Our bodies are such amazing vehicles really. I can't believe that my body was able to run on a lemonade concoction for 10 days but it did and in a lot of ways it ran much better.
What I can say now that I have hit day 10 is that I have come to realize a lot about myself through this process. First of all I have been drinking coffee for 25 years at least with no breaks. I loved coffee, looked forward to it in the morning, associated it with all things good such as long discussions with friends and early morning walks. Coffee was actually not helping me in any way whatsoever. It was making me tired and nutty and anxious and a little crazy. So I am relieved to be rid of it. For the last 6 days I have been feeling really peaceful internally and pensive. I have a lot more time on my hands with out the continuous what am I going to eat next thing going on and I feel empty and full at the same time.

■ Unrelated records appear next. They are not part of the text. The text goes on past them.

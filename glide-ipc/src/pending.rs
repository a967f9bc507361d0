//! Pending-call table: correlation ids and their single-assignment reply slots.
//!
//! Ids are recycled with a stack discipline: the most recently freed id is
//! handed out first, otherwise the current table size becomes the new id.
//! Every id leaves the table through [`PendingCalls::take`] or
//! [`PendingCalls::fail_all`] and goes back on the free list, so in-flight
//! ids plus free ids always cover `0..n` exactly and a fresh id never
//! collides with a live one.

use std::collections::HashMap;
use std::future::Future;
use std::pin::Pin;
use std::sync::{Mutex, MutexGuard};
use std::task::{Context, Poll};

use glide_ipc_core::Value;
use tokio::sync::oneshot;

use crate::error::{ClientError, ClientResult};

/// Sending half of a pending call. Consumed by the single write to the slot.
pub type ReplySender = oneshot::Sender<ClientResult<Value>>;

#[derive(Default)]
struct PendingState {
    calls: HashMap<u32, ReplySender>,
    free_ids: Vec<u32>,
    closed: bool,
}

/// Table of in-flight requests keyed by correlation id.
#[derive(Default)]
pub struct PendingCalls {
    state: Mutex<PendingState>,
}

impl PendingCalls {
    /// Create an empty table.
    pub fn new() -> Self {
        Self::default()
    }

    fn state(&self) -> MutexGuard<'_, PendingState> {
        self.state.lock().unwrap_or_else(|e| e.into_inner())
    }

    /// Allocate an id and a fresh reply slot for it.
    ///
    /// Fails with the closed-client error once [`fail_all`](Self::fail_all)
    /// has run.
    pub fn register(&self) -> ClientResult<(u32, ReplyFuture)> {
        let mut state = self.state();
        if state.closed {
            return Err(ClientError::closed());
        }

        let id = match state.free_ids.pop() {
            Some(id) => id,
            None => state.calls.len() as u32,
        };
        let (tx, rx) = oneshot::channel();
        state.calls.insert(id, tx);
        Ok((id, ReplyFuture { rx }))
    }

    /// Pop the reply slot for `id` and recycle the id.
    ///
    /// Returns `None` for an id that is not in flight.
    pub fn take(&self, id: u32) -> Option<ReplySender> {
        let mut state = self.state();
        let sender = state.calls.remove(&id)?;
        state.free_ids.push(id);
        Some(sender)
    }

    /// Pop and resolve the call for `id`.
    ///
    /// Returns `false` if no such call was in flight. A waiter that already
    /// went away is not an error.
    pub fn resolve(&self, id: u32, result: ClientResult<Value>) -> bool {
        match self.take(id) {
            Some(sender) => {
                let _ = sender.send(result);
                true
            }
            None => false,
        }
    }

    /// Fail every in-flight call with `error` and refuse new registrations.
    ///
    /// Returns the number of calls failed. Calling it again fails nothing.
    pub fn fail_all(&self, error: &ClientError) -> usize {
        let drained: Vec<(u32, ReplySender)> = {
            let mut state = self.state();
            state.closed = true;
            let drained: Vec<_> = state.calls.drain().collect();
            let ids = drained.iter().map(|(id, _)| *id);
            state.free_ids.extend(ids);
            drained
        };

        let count = drained.len();
        for (_, sender) in drained {
            let _ = sender.send(Err(error.clone()));
        }
        count
    }

    /// Number of calls in flight.
    pub fn len(&self) -> usize {
        self.state().calls.len()
    }

    /// Whether no call is in flight.
    pub fn is_empty(&self) -> bool {
        self.len() == 0
    }

    /// Whether registrations are refused.
    pub fn is_closed(&self) -> bool {
        self.state().closed
    }
}

/// Future resolving to the reply of one request.
///
/// If the slot is dropped without a write, which only happens when the
/// table itself goes away, the caller sees the closed-client error.
#[derive(Debug)]
pub struct ReplyFuture {
    rx: oneshot::Receiver<ClientResult<Value>>,
}

impl Future for ReplyFuture {
    type Output = ClientResult<Value>;

    fn poll(mut self: Pin<&mut Self>, cx: &mut Context<'_>) -> Poll<Self::Output> {
        match Pin::new(&mut self.rx).poll(cx) {
            Poll::Ready(Ok(result)) => Poll::Ready(result),
            Poll::Ready(Err(_)) => Poll::Ready(Err(ClientError::closed())),
            Poll::Pending => Poll::Pending,
        }
    }
}

#[cfg(test)]
mod tests {
    use std::collections::HashSet;
    use std::sync::Arc;

    use super::*;
    use proptest::prelude::*;

    #[tokio::test]
    async fn test_register_and_resolve() {
        let table = PendingCalls::new();
        let (id, reply) = table.register().expect("register");
        assert_eq!(id, 0);

        assert!(table.resolve(id, Ok(Value::Int(1))));
        assert_eq!(reply.await, Ok(Value::Int(1)));
        assert!(table.is_empty());
    }

    #[test]
    fn test_ids_recycle_most_recent_first() {
        let table = PendingCalls::new();
        let (a, _ra) = table.register().expect("register");
        let (b, _rb) = table.register().expect("register");
        let (c, _rc) = table.register().expect("register");
        assert_eq!((a, b, c), (0, 1, 2));

        assert!(table.take(a).is_some());
        assert!(table.take(c).is_some());

        let (d, _rd) = table.register().expect("register");
        let (e, _re) = table.register().expect("register");
        let (f, _rf) = table.register().expect("register");
        assert_eq!(d, c);
        assert_eq!(e, a);
        assert_eq!(f, 3);
    }

    #[test]
    fn test_unknown_id() {
        let table = PendingCalls::new();
        assert!(!table.resolve(9, Ok(Value::Nil)));
    }

    #[tokio::test]
    async fn test_slot_written_once() {
        let table = PendingCalls::new();
        let (id, reply) = table.register().expect("register");
        assert!(table.resolve(id, Ok(Value::Okay)));
        // Second write finds no slot; the first result stands.
        assert!(!table.resolve(id, Err(ClientError::closed())));
        assert_eq!(reply.await, Ok(Value::Okay));
    }

    #[tokio::test]
    async fn test_fail_all() {
        let table = PendingCalls::new();
        let replies: Vec<_> = (0..5)
            .map(|_| table.register().expect("register").1)
            .collect();

        let cause = ClientError::Closing("shutdown".to_string());
        assert_eq!(table.fail_all(&cause), 5);
        assert_eq!(table.fail_all(&cause), 0);

        for reply in replies {
            assert_eq!(reply.await, Err(cause.clone()));
        }
        assert!(table.is_closed());
        assert_eq!(table.register().err(), Some(ClientError::closed()));
    }

    #[tokio::test(flavor = "multi_thread", worker_threads = 4)]
    async fn test_concurrent_ids_unique() {
        let table = Arc::new(PendingCalls::new());
        let live = Arc::new(Mutex::new(HashSet::new()));

        let mut tasks = Vec::new();
        for _ in 0..8 {
            let table = table.clone();
            let live = live.clone();
            tasks.push(tokio::spawn(async move {
                for _ in 0..500 {
                    let (id, reply) = table.register().expect("register");
                    assert!(live.lock().expect("lock").insert(id), "id {id} reused");
                    tokio::task::yield_now().await;
                    assert!(live.lock().expect("lock").remove(&id));
                    assert!(table.resolve(id, Ok(Value::Int(i64::from(id)))));
                    assert_eq!(reply.await, Ok(Value::Int(i64::from(id))));
                }
            }));
        }
        for task in tasks {
            task.await.expect("task");
        }
        assert!(table.is_empty());
    }

    proptest! {
        #[test]
        fn prop_live_ids_never_collide(ops in proptest::collection::vec((any::<bool>(), any::<prop::sample::Index>()), 1..300)) {
            let table = PendingCalls::new();
            let mut live: Vec<u32> = Vec::new();
            let mut replies = Vec::new();

            for (allocate, pick) in ops {
                if allocate || live.is_empty() {
                    let (id, reply) = table.register().expect("register");
                    prop_assert!(!live.contains(&id));
                    live.push(id);
                    replies.push(reply);
                } else {
                    let id = live.swap_remove(pick.index(live.len()));
                    prop_assert!(table.take(id).is_some());
                }
                prop_assert_eq!(table.len(), live.len());
            }
        }
    }
}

Throughout the next week I will begin to come off of this fast, starting with fresh juice tomorrow and then a veggie soup for a few days following. I am excited to start to plan healthier meals without sugar and to move forward in health.
I realize watching Grampa John and Grampa B and their illnesses how precious life and health are, how quickly these gifts can be taken from us. I also realized how important it is to teach my children about health, farming, agriculture and self sufficiency. For a long time I have bawked this in the name of unschooling. I can no longer do that. Both of these grampies learned to eat and to treat their bodies the ways that they did from their first source, their first homes.
Gary finally did join the fun and he is on day 3. Poor Gary just loves food so much and with all that he is going through it is hard for him to not jump in to food for consolation. He is trudging through though. It is hard to not feel the need after a visit with his dad. I am hopeful that our new eating habits will stick with him and help him to be even more amazing than he already is.